If you haven’t got a ha’penny,
Then God bless you.


This familiar old nursery rhyme comes from the call of the street vendors who sold them.

The Fate of the Hot Cross Bun … cont

Chuckled to see a Letter to the Editor in “The Advertiser”  today commenting on the 100 yr old newspaper article I posted here just yesterday.

Letters to the Editor
Penalty Bunfight

NOTHING much has changed.  One hundred years ago April 4, 1912, the Bakers Union requested that the practice of baking buns of the Wednesday night before Good Friday forced the men to do two nights’ work which they objected to (The Advertiser, 2/4/12).
     Pity their thinking at that time wasn’t as modern as today when penalty rates may have applied.



The (Adelaide) Advertiser, Thursday, April 5, 2012.

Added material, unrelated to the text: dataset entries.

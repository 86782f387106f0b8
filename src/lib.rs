//! # regmach
//!
//! A single-core register-machine CPU simulator for instruction-cycle
//! study: fetch, decode, conditional-predicate evaluation, arithmetic-logic
//! dispatch, and the resulting state mutation over a flat memory and a
//! 16-register bank.
//!
//! Every instruction carries a condition mask tested against the CPU's
//! current flag; arithmetic results set the flag (M/Z/P by sign, V on an
//! invalid computation), so branching falls out of conditional execution
//! plus arithmetic writes to the program-counter register.

pub mod asm;
pub mod cpu;

// Re-export commonly used types
pub use asm::{assemble, disassemble, load_object, save_object, AssemblerError, ObjectFile};
pub use cpu::{
    decode, encode, CondFlag, Cpu, CpuError, Instruction, Memory, MemoryError, OpCode,
    RegisterFile, StepEvent, StepObserver, TraceObserver,
};
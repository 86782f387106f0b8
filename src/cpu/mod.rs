//! CPU emulation for the register machine.
//!
//! This module implements the complete machine:
//! - a flat bank of word-sized memory cells
//! - 16 registers (r0 wired to zero, r15 the program counter)
//! - a 7-instruction set with per-instruction condition masks

pub mod alu;
pub mod decode;
pub mod execute;
pub mod memory;
pub mod registers;

pub use decode::{decode, encode, CondFlag, DecodeError, Instruction, OpCode};
pub use execute::{Cpu, CpuError, StepEvent, StepObserver, TraceObserver};
pub use memory::{Memory, MemoryError, MEMORY_SIZE};
pub use registers::{Register, RegisterFile, NUM_REGISTERS, PC_REG, ZERO_REG};
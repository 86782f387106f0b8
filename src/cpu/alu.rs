//! Arithmetic-logic unit.
//!
//! A stateless dispatch over the opcode: two integer operands in, a result
//! and a derived condition flag out. The unit is total; it never reports an
//! error. An arithmetic fault (zero divisor, overflowed i32 arithmetic)
//! yields result 0 with the V flag. Nothing else is caught.

use crate::cpu::decode::{CondFlag, OpCode};

/// Apply `op` to `left` and `right`.
///
/// For LOAD and STORE the unit only performs the address arithmetic
/// `left + right`; the memory access itself is the CPU's job. HALT computes
/// nothing. The flag encodes the sign of the result: negative M, zero Z,
/// positive P, or V on an arithmetic fault.
pub fn execute(op: OpCode, left: i32, right: i32) -> (i32, CondFlag) {
    let result = match op {
        OpCode::Add => left.checked_add(right),
        OpCode::Sub => left.checked_sub(right),
        OpCode::Mul => left.checked_mul(right),
        OpCode::Div => floor_div(left, right),
        // Address calculation for the memory access operations
        OpCode::Load | OpCode::Store => left.checked_add(right),
        OpCode::Halt => Some(0),
    };

    match result {
        Some(value) if value < 0 => (value, CondFlag::M),
        Some(0) => (0, CondFlag::Z),
        Some(value) => (value, CondFlag::P),
        None => (0, CondFlag::V),
    }
}

/// Floor division: the quotient rounds toward negative infinity.
///
/// Returns `None` for a zero divisor and for the one overflowing quotient
/// (`i32::MIN / -1`).
fn floor_div(dividend: i32, divisor: i32) -> Option<i32> {
    let quotient = dividend.checked_div(divisor)?;
    let remainder = dividend % divisor;
    if remainder != 0 && (remainder < 0) != (divisor < 0) {
        Some(quotient - 1)
    } else {
        Some(quotient)
    }
}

4 Apr 1912 – The Fate of the Hot Cross Bun

THE hot cross bun is going to share the fate of many other old customs brought into Australia by the pioneers.  It is going to disappear.  Last year the Bakers Union requested the Master Bakers Association to discontinue the practice of making the buns, and after taking into consideration the fact that on the Wednesday night preceding Good Friday the men had to do two nights work, they decided to comply with the request.  Only a few persons engaged in the trade are making buns this Easter.